На основе этих материалов чрезвычайно трудно написать двадцатилетнюю историю фестиваля: нужен очень острый глаз, чтобы эти издания не казались практически идентичными, не считая разве что все возрастающего количества малоизвестных имен на последних фестивалях. Вместе с тем, несмотря на основание в 1978 году Гаванского фестиваля латиноамериканского кино, привлекавшего революционных режиссеров не только из обеих Америк, и продолжавшуюся (пусть уже вяло) работу Панафриканской федерации кинематографистов, которая выпустила последний манифест в 1982 году в Ниамее, движение стран третьего мира в мировом кинематографе, а также связи и инициативы, на которые они опирались, начали сходить на нет.

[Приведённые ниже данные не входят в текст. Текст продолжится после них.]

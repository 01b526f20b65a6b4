//! CLI command definitions.

use clap::{Args, Parser, Subcommand, ValueEnum};
use std::path::PathBuf;

/// Fellini - LLM-driven screenplay generation with pacing-controlled scene writing
#[derive(Parser, Debug)]
#[command(name = "fellini")]
#[command(about = "Generate a screenplay from a story idea", long_about = None)]
#[command(version)]
pub struct Cli {
    /// Command to execute
    #[command(subcommand)]
    pub command: Commands,

    /// Enable verbose logging
    #[arg(short, long, global = true)]
    pub verbose: bool,
}

/// Available commands
#[derive(Subcommand, Debug)]
pub enum Commands {
    /// Generate a screenplay from a story idea
    Generate(GenerateArgs),
}

/// Arguments for the generate command
#[derive(Args, Debug)]
pub struct GenerateArgs {
    /// The story idea to develop
    pub idea: String,

    /// Target film length in minutes
    #[arg(short, long, default_value_t = 5, value_parser = clap::value_parser!(u32).range(1..=10))]
    pub minutes: u32,

    /// Root directory for run output (overrides configuration)
    #[arg(long)]
    pub data_dir: Option<PathBuf>,

    /// Model identifier (overrides configuration)
    #[arg(long)]
    pub model: Option<String>,

    /// Load configuration from a specific file instead of the default chain
    #[arg(long)]
    pub config: Option<PathBuf>,

    /// Bundle the run directory into a zip archive after generation
    #[arg(long)]
    pub archive: bool,

    /// Output format
    #[arg(long, default_value = "human")]
    pub format: OutputFormat,
}

/// Output format options
#[derive(ValueEnum, Clone, Debug)]
pub enum OutputFormat {
    /// Human-readable summary plus the assembled document
    Human,
    /// Full execution as JSON
    Json,
}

Наконец, в 1988 году состоялся Десятый Ташкентский кинофестиваль, оказавшийся и последним. Его формат существенно отличался – был более консервативным по сравнению с предшествующими, как в формальном, так и в идеологическом плане. Ввели конкурсную программу, а вместе с ней и награды: «Золотой симург» [386] за лучший фильм, призы за сохранение традиций национального кинематографа, за лучший дебют, за лучшую мужскую и женскую роль. В отличие от прежних фестивалей, продолжавшихся по десять дней, этот уложился в неделю. Появились новые форматы, такие как конкурс красоты. Фестиваль проходил без своего знаменитого лозунга «За мир, социальный прогресс и свободу народов», а режиссерскому семинару дали другое название – «Социализм и демократия». Но важнее даже не эти реформы, а язвительный тон, каким говорили о фестивале его участники, как советские, так и иностранные. Этот тон чувствовался в разных советских изданиях, писавших о фестивале, от «Правды», откуда взяты первые три цитаты из приведенных ниже, до «Искусства кино», откуда взяты следующие три.

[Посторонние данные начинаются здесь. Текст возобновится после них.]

//! Message types for generation requests.

use crate::Role;
use serde::{Deserialize, Serialize};

/// A single turn in a generation request.
///
/// # Examples
///
/// ```
/// use fellini_core::{Message, Role};
///
/// let message = Message::user("Write a scene outline.");
/// assert_eq!(message.role, Role::User);
/// ```
#[derive(Debug, Clone, PartialEq, Serialize, Deserialize)]
pub struct Message {
    /// The role of the message sender
    pub role: Role,
    /// The text content of the message
    pub content: String,
}

impl Message {
    /// Create a message with an explicit role.
    pub fn new(role: Role, content: impl Into<String>) -> Self {
        Self {
            role,
            content: content.into(),
        }
    }

    /// Create a system message.
    pub fn system(content: impl Into<String>) -> Self {
        Self::new(Role::System, content)
    }

    /// Create a user message.
    pub fn user(content: impl Into<String>) -> Self {
        Self::new(Role::User, content)
    }
}
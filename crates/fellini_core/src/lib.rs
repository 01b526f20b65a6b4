//! Core data types for the Fellini screenplay pipeline.
//!
//! This crate provides the foundation data types used across all Fellini
//! interfaces: conversation roles and messages, generation requests and
//! responses, and the `MM:SS` screen-time timestamp.

#![forbid(unsafe_code)]
#![warn(missing_docs)]

mod message;
mod request;
mod role;
mod timestamp;

pub use message::Message;
pub use request::{GenerateRequest, GenerateResponse};
pub use role::Role;
pub use timestamp::{ParseTimestampError, Timestamp};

Луис Альберто Гарсия, кубинский актер, исполнитель главной роли в кубинском конкурсном фильме «Подпольщики» (Clandestinos, 1987):
На земле Узбекистана я открыл для себя огромный материк кино, малознакомый мне прежде. Но понравившиеся работы, как правило, сосредоточены в информационных, ретроспективных показах. Что же касается конкурса, то из 11 представленных на нем фильмов, на мой взгляд, лишь несколько отвечают требованиям истинного искусства. Для международного фестиваля такого масштаба и уровня сложившееся положение нельзя считать естественным.
Сухейль Бен-Барка, режиссер, генеральный директор национального киноцентра Марокко:
В Ташкенте в эти дни много говорят о позитивных изменениях в статусе и облике фестиваля. Думаю, их все же не следует переоценивать. Фестиваль пока так и не обрел своего лица. В его работе по-прежнему много шаблонного, традиционного, заемного у престижных кинематографических собратьев – начиная от выборов «Миссис Фестиваль» и кончая изготовлением призов.